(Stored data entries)

══════

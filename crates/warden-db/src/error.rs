//! Database-specific error types and conversions.

use warden_core::error::WardenError;

/// Database-layer error type.
#[derive(Debug, thiserror::Error)]
pub enum DbError {
    #[error("SurrealDB error: {0}")]
    Surreal(#[from] surrealdb::Error),

    #[error("Cannot reach store: {0}")]
    Connection(String),

    #[error("Migration failed: {0}")]
    Migration(String),

    #[error("Statement failed: {0}")]
    Query(String),

    /// A statement inside a transaction failed and the whole batch was
    /// cancelled.
    #[error("Batch rolled back: {0}")]
    Batch(String),

    /// A unique index rejected the write.
    #[error("Duplicate {entity}")]
    Duplicate { entity: String },

    #[error("Corrupt record: {0}")]
    Corrupt(String),

    #[error("Record not found: {entity} with id {id}")]
    NotFound { entity: String, id: String },
}

impl DbError {
    /// Classify a failed write, recognising unique index violations.
    pub(crate) fn from_write(entity: &str, err: surrealdb::Error) -> Self {
        let message = err.to_string();
        if message.contains("already contains") {
            DbError::Duplicate {
                entity: entity.into(),
            }
        } else {
            DbError::Query(message)
        }
    }
}

impl From<DbError> for WardenError {
    fn from(err: DbError) -> Self {
        match err {
            DbError::NotFound { entity, id } => WardenError::NotFound { entity, id },
            DbError::Duplicate { entity } => WardenError::AlreadyExists { entity },
            other => WardenError::Database(other.to_string()),
        }
    }
}
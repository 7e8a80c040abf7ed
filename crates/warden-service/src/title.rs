//! Job titles, kept to what role membership by title needs.

use tracing::debug;
use uuid::Uuid;
use warden_core::error::WardenResult;
use warden_core::models::title::{CreateTitle, Title};
use warden_core::outcome::Outcome;
use warden_core::repository::TitleRepository;

use crate::group::required_name;

pub struct TitleManager<T: TitleRepository> {
    titles: T,
}

impl<T: TitleRepository> TitleManager<T> {
    pub fn new(titles: T) -> Self {
        Self { titles }
    }

    pub async fn create_title(&self, name: &str, description: &str) -> WardenResult<Title> {
        self.titles
            .create(CreateTitle {
                name: required_name("title name", name)?,
                description: description.trim().to_string(),
            })
            .await
    }

    pub async fn list_titles(&self) -> WardenResult<Vec<Title>> {
        self.titles.list().await
    }

    pub async fn assign_user(&self, title_id: Uuid, user_id: Uuid) -> WardenResult<()> {
        self.titles.get_by_id(title_id).await?;
        self.titles.add_user(title_id, user_id).await?;
        debug!(%title_id, %user_id, "User assigned to title");
        Ok(())
    }

    pub async fn remove_user(&self, title_id: Uuid, user_id: Uuid) -> WardenResult<Outcome<()>> {
        if self.titles.remove_user(title_id, user_id).await? {
            Ok(Outcome::Done(()))
        } else {
            Ok(Outcome::no_effect("user does not hold the title"))
        }
    }
}
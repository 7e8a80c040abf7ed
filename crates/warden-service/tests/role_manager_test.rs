//! Integration tests for role administration and role membership.

use surrealdb::Surreal;
use surrealdb::engine::local::{Db, Mem};
use uuid::Uuid;
use warden_core::models::role::MemberKind;
use warden_core::outcome::{CODE_BAD_REQUEST, CODE_CONFLICT, CODE_NO_EFFECT, CODE_NOT_FOUND, CODE_OK};
use warden_db::repository::{
    SurrealGroupRepository, SurrealMembershipStore, SurrealResourceRepository,
    SurrealRoleRepository, SurrealTitleRepository, SurrealUserRepository,
};
use warden_service::{AdminApi, MemberInput, ServiceConfig};

type Api = AdminApi<
    SurrealUserRepository<Db>,
    SurrealGroupRepository<Db>,
    SurrealRoleRepository<Db>,
    SurrealTitleRepository<Db>,
    SurrealResourceRepository<Db>,
    SurrealMembershipStore<Db>,
>;

async fn setup() -> (Api, Uuid) {
    let db = Surreal::new::<Mem>(()).await.unwrap();
    db.use_ns("test").use_db("test").await.unwrap();
    warden_db::run_migrations(&db).await.unwrap();

    let api = AdminApi::new(
        SurrealUserRepository::new(db.clone()),
        SurrealGroupRepository::new(db.clone()),
        SurrealRoleRepository::new(db.clone()),
        SurrealTitleRepository::new(db.clone()),
        SurrealResourceRepository::new(db.clone()),
        SurrealMembershipStore::new(db),
        ServiceConfig {
            default_page_size: 2,
            max_page_size: 3,
        },
    );
    (api, Uuid::new_v4())
}

async fn user(api: &Api, caller: Uuid, login: &str) -> Uuid {
    api.create_user(caller, login, login, "", 1)
        .await
        .data
        .unwrap()
        .id
}

#[tokio::test]
async fn role_names_are_unique() {
    let (api, caller) = setup().await;
    let first = api.create_role(caller, "auditor", "").await;
    assert_eq!(first.code, CODE_OK);
    assert_eq!(api.create_role(caller, "auditor", "").await.code, CODE_CONFLICT);

    let other = api.create_role(caller, "viewer", "").await.data.unwrap();
    let renamed = api
        .update_role(&other.to_string(), Some("auditor".into()), None)
        .await;
    assert_eq!(renamed.code, CODE_CONFLICT);

    // Renaming a role to its own name is fine.
    let same = api
        .update_role(&other.to_string(), Some("viewer".into()), Some("reads".into()))
        .await;
    assert_eq!(same.code, CODE_OK);
}

#[tokio::test]
async fn delete_and_lookup_of_unknown_roles() {
    let (api, caller) = setup().await;
    let id = api.create_role(caller, "temp", "").await.data.unwrap().to_string();
    assert_eq!(api.delete_role(&id).await.code, CODE_OK);
    assert_eq!(api.delete_role(&id).await.code, CODE_NO_EFFECT);
    assert_eq!(api.get_role(&id).await.code, CODE_NOT_FOUND);
    assert_eq!(
        api.update_role(&id, None, Some("x".into())).await.code,
        CODE_NO_EFFECT
    );
}

#[tokio::test]
async fn list_roles_clamps_paging() {
    let (api, caller) = setup().await;
    for name in ["a", "b", "c", "d", "e"] {
        api.create_role(caller, name, "").await;
    }

    let page = api.list_roles(0, 0, None).await.data.unwrap();
    assert_eq!(page.total, 5);
    assert_eq!(page.limit, 2);
    assert_eq!(page.items.len(), 2);

    let page = api.list_roles(2, 1000, None).await.data.unwrap();
    assert_eq!(page.limit, 3);
    assert_eq!(page.offset, 3);
    assert_eq!(page.items.len(), 2);

    let page = api.list_roles(1, 10, Some("c".into())).await.data.unwrap();
    assert_eq!(page.total, 1);
}

#[tokio::test]
async fn add_role_members_validates_kinds() {
    let (api, caller) = setup().await;
    let role = api.create_role(caller, "ops", "").await.data.unwrap().to_string();
    let bad = api
        .add_role_members(
            caller,
            &role,
            &[MemberInput {
                kind: "Department".into(),
                id: Uuid::new_v4().to_string(),
            }],
        )
        .await;
    assert_eq!(bad.code, CODE_BAD_REQUEST);

    let unknown_role = api
        .add_role_members(
            caller,
            &Uuid::new_v4().to_string(),
            &[MemberInput::new(MemberKind::User, Uuid::new_v4())],
        )
        .await;
    assert_eq!(unknown_role.code, CODE_NOT_FOUND);
}

#[tokio::test]
async fn member_users_are_distinct_and_paged() {
    let (api, caller) = setup().await;
    let role = api.create_role(caller, "ops", "").await.data.unwrap();
    let role_str = role.to_string();
    let alice = user(&api, caller, "alice").await;
    let bob = user(&api, caller, "bob").await;
    let carol = user(&api, caller, "carol").await;

    let title = api.create_title("Engineer", "").await.data.unwrap();
    api.assign_user_to_title(&title.id.to_string(), &alice.to_string())
        .await;
    api.assign_user_to_title(&title.id.to_string(), &bob.to_string())
        .await;
    let group = api.create_group(caller, "Oncall", "").await.data.unwrap();
    api.add_group_members(caller, &group.to_string(), &[bob.to_string(), carol.to_string()])
        .await;

    let added = api
        .add_role_members(
            caller,
            &role_str,
            &[
                MemberInput::new(MemberKind::User, alice),
                MemberInput::new(MemberKind::User, alice),
                MemberInput::new(MemberKind::Title, title.id),
                MemberInput::new(MemberKind::Group, group),
            ],
        )
        .await;
    assert_eq!(added.data, Some(true));
    assert_eq!(api.list_role_members(&role_str).await.data.unwrap().len(), 3);

    let first = api.list_role_member_users(&role_str, 1, 2).await.data.unwrap();
    assert_eq!(first.total, 3);
    let logins: Vec<&str> = first.items.iter().map(|u| u.login_name.as_str()).collect();
    assert_eq!(logins, vec!["alice", "bob"]);

    let second = api.list_role_member_users(&role_str, 2, 2).await.data.unwrap();
    assert_eq!(second.items.len(), 1);
    assert_eq!(second.items[0].id, carol);

    let roles = api.get_user_roles(&carol.to_string()).await.data.unwrap();
    assert_eq!(roles.iter().map(|r| r.id).collect::<Vec<_>>(), vec![role]);
}

#[tokio::test]
async fn eligible_listings_branch_by_member_kind() {
    let (api, caller) = setup().await;
    let role = api.create_role(caller, "ops", "").await.data.unwrap().to_string();
    let alice = user(&api, caller, "alice").await;
    let bob = user(&api, caller, "bob").await;
    let t1 = api.create_title("T1", "").await.data.unwrap();
    let t2 = api.create_title("T2", "").await.data.unwrap();
    let g1 = api.create_group(caller, "G1", "").await.data.unwrap();
    let g2 = api.create_group(caller, "G2", "").await.data.unwrap();

    api.add_role_members(
        caller,
        &role,
        &[
            MemberInput::new(MemberKind::User, alice),
            MemberInput::new(MemberKind::Title, t1.id),
            MemberInput::new(MemberKind::Group, g1),
        ],
    )
    .await;

    let titles = api.list_eligible_titles(&role).await.data.unwrap();
    assert_eq!(titles.iter().map(|t| t.id).collect::<Vec<_>>(), vec![t2.id]);
    let groups = api.list_eligible_groups(&role).await.data.unwrap();
    assert_eq!(groups.iter().map(|g| g.id).collect::<Vec<_>>(), vec![g2]);
    let users = api.list_eligible_role_users(&role).await.data.unwrap();
    assert_eq!(users.iter().map(|u| u.id).collect::<Vec<_>>(), vec![bob]);

    let members = api.list_role_members(&role).await.data.unwrap();
    let group_row = members
        .iter()
        .find(|m| m.member.kind == MemberKind::Group)
        .unwrap();
    assert_eq!(
        api.remove_role_member(&group_row.id.to_string()).await.code,
        CODE_OK
    );
    assert_eq!(
        api.remove_role_member(&group_row.id.to_string()).await.code,
        CODE_NO_EFFECT
    );
    assert_eq!(api.list_eligible_groups(&role).await.data.unwrap().len(), 2);
}
/// Every administrative operation, behind string ids and envelopes.
pub struct AdminApi<U, G, R, T, P, M>
where
    U: UserRepository,
    G: GroupRepository,
    R: RoleRepository + Clone,
    T: TitleRepository,
    P: ResourceRepository + Clone,
    M: GroupMemberRepository + RoleMemberRepository + Clone,
{
    users: UserManager<U, M>,
    groups: GroupManager<G, M>,
    roles: RoleManager<R, M>,
    titles: TitleManager<T>,
    catalog: PermissionCatalog<P>,
    resolver: PermissionResolver<R, M, P>,
}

══════

Brief: Return all lines from the data above with "other" in them.

Output for this exercise:
            other => WardenError::Database(other.to_string()),
    let other = api.create_role(caller, "viewer", "").await.data.unwrap();
        .update_role(&other.to_string(), Some("auditor".into()), None)
        .update_role(&other.to_string(), Some("viewer".into()), Some("reads".into()))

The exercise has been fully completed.